- [What you have to do] Please return every line of the records below that holds the word "protocol".

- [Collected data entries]
Start of Block

//! Error types for switchpoll.
//!
//! Two families live here. [`Error`] is run-fatal: the inventory could not be
//! read, the configuration is invalid, or the report could not be written.
//! [`DeviceError`] is host-scoped: it is always folded into a failed
//! [`DeviceResult`](crate::model::DeviceResult) and never aborts a run.

use std::fmt;
use std::io;
use std::path::PathBuf;
use std::time::Duration;

use thiserror::Error;

/// Run-fatal error type.
#[derive(Error, Debug)]
pub enum Error {
    /// Inventory could not be loaded
    #[error("Inventory error: {0}")]
    Inventory(#[from] InventoryError),

    /// Invalid run or SSH configuration
    #[error("Configuration error: {message}")]
    Config { message: String },

    /// Report could not be written
    #[error("Report error: {0}")]
    Report(#[from] ReportError),
}

/// Inventory loading errors.
#[derive(Error, Debug)]
pub enum InventoryError {
    /// The inventory source could not be read
    #[error("Failed to read inventory {path}: {source}")]
    Read {
        path: PathBuf,
        #[source]
        source: io::Error,
    },

    /// The inventory contained no hosts
    #[error("Inventory {source_name} contains no hosts")]
    Empty { source_name: String },
}

/// Report sink errors.
#[derive(Error, Debug)]
pub enum ReportError {
    /// Filesystem error while creating the report
    #[error("I/O error: {0}")]
    Io(#[from] io::Error),

    /// CSV encoding error
    #[error("CSV error: {0}")]
    Csv(#[from] csv::Error),
}

/// Per-host failure, rendered as `<Kind>: <cause>` in the report.
#[derive(Error, Debug, Clone, PartialEq, Eq)]
pub enum DeviceError {
    /// Session could not be established
    #[error("ConnectionError: {0}")]
    Connection(#[from] ConnectionError),

    /// Command could not be executed or was rejected by the device
    #[error("CommandError: {0}")]
    Command(#[from] CommandError),

    /// Output did not match any known structure
    #[error("ParseError: {0}")]
    Parse(#[from] ParseError),

    /// A per-host or run deadline expired
    #[error("Timeout: {}", describe_timeout(.stage, .after))]
    Timeout { stage: Stage, after: Duration },

    /// The device task died or left no result behind
    #[error("InternalError: {message}")]
    Internal { message: String },
}

impl DeviceError {
    /// The taxonomy bucket this error belongs to.
    pub fn kind(&self) -> FailureKind {
        match self {
            DeviceError::Connection(_) => FailureKind::Connection,
            DeviceError::Command(_) => FailureKind::Command,
            DeviceError::Parse(_) => FailureKind::Parse,
            DeviceError::Timeout { .. } => FailureKind::Timeout,
            DeviceError::Internal { .. } => FailureKind::Internal,
        }
    }

    /// Classify a session command failure, routing its own timeout into the
    /// dedicated timeout bucket.
    pub fn from_command(err: CommandError) -> Self {
        match err {
            CommandError::TimedOut(after) => DeviceError::Timeout {
                stage: Stage::Command,
                after,
            },
            other => DeviceError::Command(other),
        }
    }

    /// Classify a session connect failure, routing its own timeout into the
    /// dedicated timeout bucket.
    pub fn from_connection(err: ConnectionError) -> Self {
        match err {
            ConnectionError::TimedOut(after) => DeviceError::Timeout {
                stage: Stage::Connect,
                after,
            },
            other => DeviceError::Connection(other),
        }
    }
}

fn describe_timeout(stage: &Stage, after: &Duration) -> String {
    match stage {
        Stage::Run => format!(
            "run deadline of {} expired before host completed",
            humanize(*after)
        ),
        stage => format!("{} did not complete within {}", stage, humanize(*after)),
    }
}

fn humanize(d: Duration) -> String {
    if d.subsec_millis() == 0 {
        format!("{}s", d.as_secs())
    } else {
        format!("{}ms", d.as_millis())
    }
}

/// Where in a host's lifecycle a deadline fired.
#[derive(Debug, Clone, Copy, PartialEq, Eq, Hash)]
pub enum Stage {
    Connect,
    Command,
    Run,
}

impl fmt::Display for Stage {
    fn fmt(&self, f: &mut fmt::Formatter<'_>) -> fmt::Result {
        let name = match self {
            Stage::Connect => "connect",
            Stage::Command => "command",
            Stage::Run => "run",
        };
        f.write_str(name)
    }
}

/// Coarse failure classification used for summaries.
#[derive(Debug, Clone, Copy, PartialEq, Eq, Hash)]
pub enum FailureKind {
    Connection,
    Command,
    Parse,
    Timeout,
    Internal,
}

impl fmt::Display for FailureKind {
    fn fmt(&self, f: &mut fmt::Formatter<'_>) -> fmt::Result {
        let name = match self {
            FailureKind::Connection => "ConnectionError",
            FailureKind::Command => "CommandError",
            FailureKind::Parse => "ParseError",
            FailureKind::Timeout => "Timeout",
            FailureKind::Internal => "InternalError",
        };
        f.write_str(name)
    }
}

/// Session acquisition failures.
#[derive(Error, Debug, Clone, PartialEq, Eq)]
pub enum ConnectionError {
    /// TCP connect failed (refused, unreachable, DNS)
    #[error("{host} unreachable: {reason}")]
    Unreachable { host: String, reason: String },

    /// Credentials rejected
    #[error("authentication failed for user '{user}'")]
    AuthenticationFailed { user: String },

    /// SSH handshake or protocol negotiation failed
    #[error("SSH negotiation failed: {reason}")]
    Negotiation { reason: String },

    /// Host key unknown (strict mode) or changed
    #[error("host key rejected: {reason}")]
    HostKey { reason: String },

    /// The client gave up waiting for the session
    #[error("connect timed out after {0:?}")]
    TimedOut(Duration),
}

/// Command execution failures.
#[derive(Error, Debug, Clone, PartialEq, Eq)]
pub enum CommandError {
    /// Device answered with an error marker
    #[error("'{command}' rejected by device: {marker}")]
    Rejected { command: String, marker: String },

    /// Channel closed before the prompt came back
    #[error("channel closed before prompt was seen")]
    ChannelClosed,

    /// Transport-level failure during execution
    #[error("channel failure: {reason}")]
    Channel { reason: String },

    /// Prompt not seen within the command timeout
    #[error("no prompt within {0:?}")]
    TimedOut(Duration),
}

/// Output parser failures.
#[derive(Error, Debug, Clone, PartialEq, Eq)]
pub enum ParseError {
    /// Nothing but whitespace came back
    #[error("empty output")]
    Empty,

    /// No interface block, usage section or table header was found
    #[error("unrecognized output structure starting with {preview:?}")]
    Unrecognized { preview: String },
}

/// SSH transport errors, classified into [`ConnectionError`] or
/// [`CommandError`] depending on when they happen.
#[derive(Error, Debug)]
pub enum TransportError {
    /// Failed to connect to host
    #[error("Connection failed to {host}:{port}: {source}")]
    ConnectionFailed {
        host: String,
        port: u16,
        #[source]
        source: io::Error,
    },

    /// SSH handshake or protocol error
    #[error("SSH error: {0}")]
    Ssh(#[from] russh::Error),

    /// Authentication failed
    #[error("Authentication failed for user '{user}'")]
    AuthenticationFailed { user: String },

    /// Host not present in known_hosts under strict checking
    #[error("Host key for {host}:{port} is not in known_hosts")]
    HostKeyUnknown { host: String, port: u16 },

    /// Host key differs from the known_hosts entry
    #[error("Host key for {host}:{port} changed (known_hosts line {line})")]
    HostKeyChanged { host: String, port: u16, line: usize },

    /// known_hosts could not be read or written
    #[error("known_hosts error: {0}")]
    KnownHosts(String),

    /// Private key could not be loaded
    #[error("Key error: {0}")]
    Key(String),

    /// Connection was closed unexpectedly
    #[error("Connection disconnected")]
    Disconnected,

    /// Operation timed out
    #[error("Operation timed out after {0:?}")]
    Timeout(Duration),
}

impl TransportError {
    /// Classify a failure that happened while establishing the session.
    pub fn into_connection_error(self, host: &str) -> ConnectionError {
        match self {
            TransportError::ConnectionFailed { source, .. } => ConnectionError::Unreachable {
                host: host.to_string(),
                reason: source.to_string(),
            },
            TransportError::AuthenticationFailed { user } => {
                ConnectionError::AuthenticationFailed { user }
            }
            e @ (TransportError::HostKeyUnknown { .. }
            | TransportError::HostKeyChanged { .. }
            | TransportError::KnownHosts(_)) => ConnectionError::HostKey {
                reason: e.to_string(),
            },
            TransportError::Timeout(after) => ConnectionError::TimedOut(after),
            e @ (TransportError::Ssh(_)
            | TransportError::Key(_)
            | TransportError::Disconnected) => ConnectionError::Negotiation {
                reason: e.to_string(),
            },
        }
    }

    /// Classify a failure that happened while a command was running.
    pub fn into_command_error(self) -> CommandError {
        match self {
            TransportError::Disconnected => CommandError::ChannelClosed,
            TransportError::Timeout(after) => CommandError::TimedOut(after),
            other => CommandError::Channel {
                reason: other.to_string(),
            },
        }
    }
}

/// Result type alias using switchpoll's run-fatal [`Error`].
pub type Result<T> = std::result::Result<T, Error>;

#[cfg(test)]
mod tests {
    use super::*;

    #[test]
    fn test_device_error_names_taxonomy_kind() {
        let err = DeviceError::from(ConnectionError::AuthenticationFailed {
            user: "admin".into(),
        });
        assert_eq!(
            err.to_string(),
            "ConnectionError: authentication failed for user 'admin'"
        );
        assert_eq!(err.kind(), FailureKind::Connection);

        let err = DeviceError::from(ParseError::Empty);
        assert!(err.to_string().starts_with("ParseError: "));
    }

    #[test]
    fn test_timeouts_route_to_timeout_kind() {
        let err = DeviceError::from_command(CommandError::TimedOut(Duration::from_secs(5)));
        assert_eq!(err.kind(), FailureKind::Timeout);
        assert_eq!(err.to_string(), "Timeout: command did not complete within 5s");

        let err = DeviceError::from_connection(ConnectionError::TimedOut(Duration::from_millis(
            1500,
        )));
        assert_eq!(err.to_string(), "Timeout: connect did not complete within 1500ms");

        let err = DeviceError::Timeout {
            stage: Stage::Run,
            after: Duration::from_secs(60),
        };
        assert_eq!(
            err.to_string(),
            "Timeout: run deadline of 60s expired before host completed"
        );
    }

    #[test]
    fn test_transport_classification() {
        let err = TransportError::ConnectionFailed {
            host: "sw1".into(),
            port: 22,
            source: io::Error::new(io::ErrorKind::ConnectionRefused, "refused"),
        };
        assert!(matches!(
            err.into_connection_error("sw1"),
            ConnectionError::Unreachable { .. }
        ));

        let err = TransportError::HostKeyChanged {
            host: "sw1".into(),
            port: 22,
            line: 7,
        };
        assert!(matches!(
            err.into_connection_error("sw1"),
            ConnectionError::HostKey { .. }
        ));

        assert_eq!(
            TransportError::Disconnected.into_command_error(),
            CommandError::ChannelClosed
        );
    }
}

End of Block

- [Task result]
    /// SSH handshake or protocol negotiation failed
    /// SSH handshake or protocol error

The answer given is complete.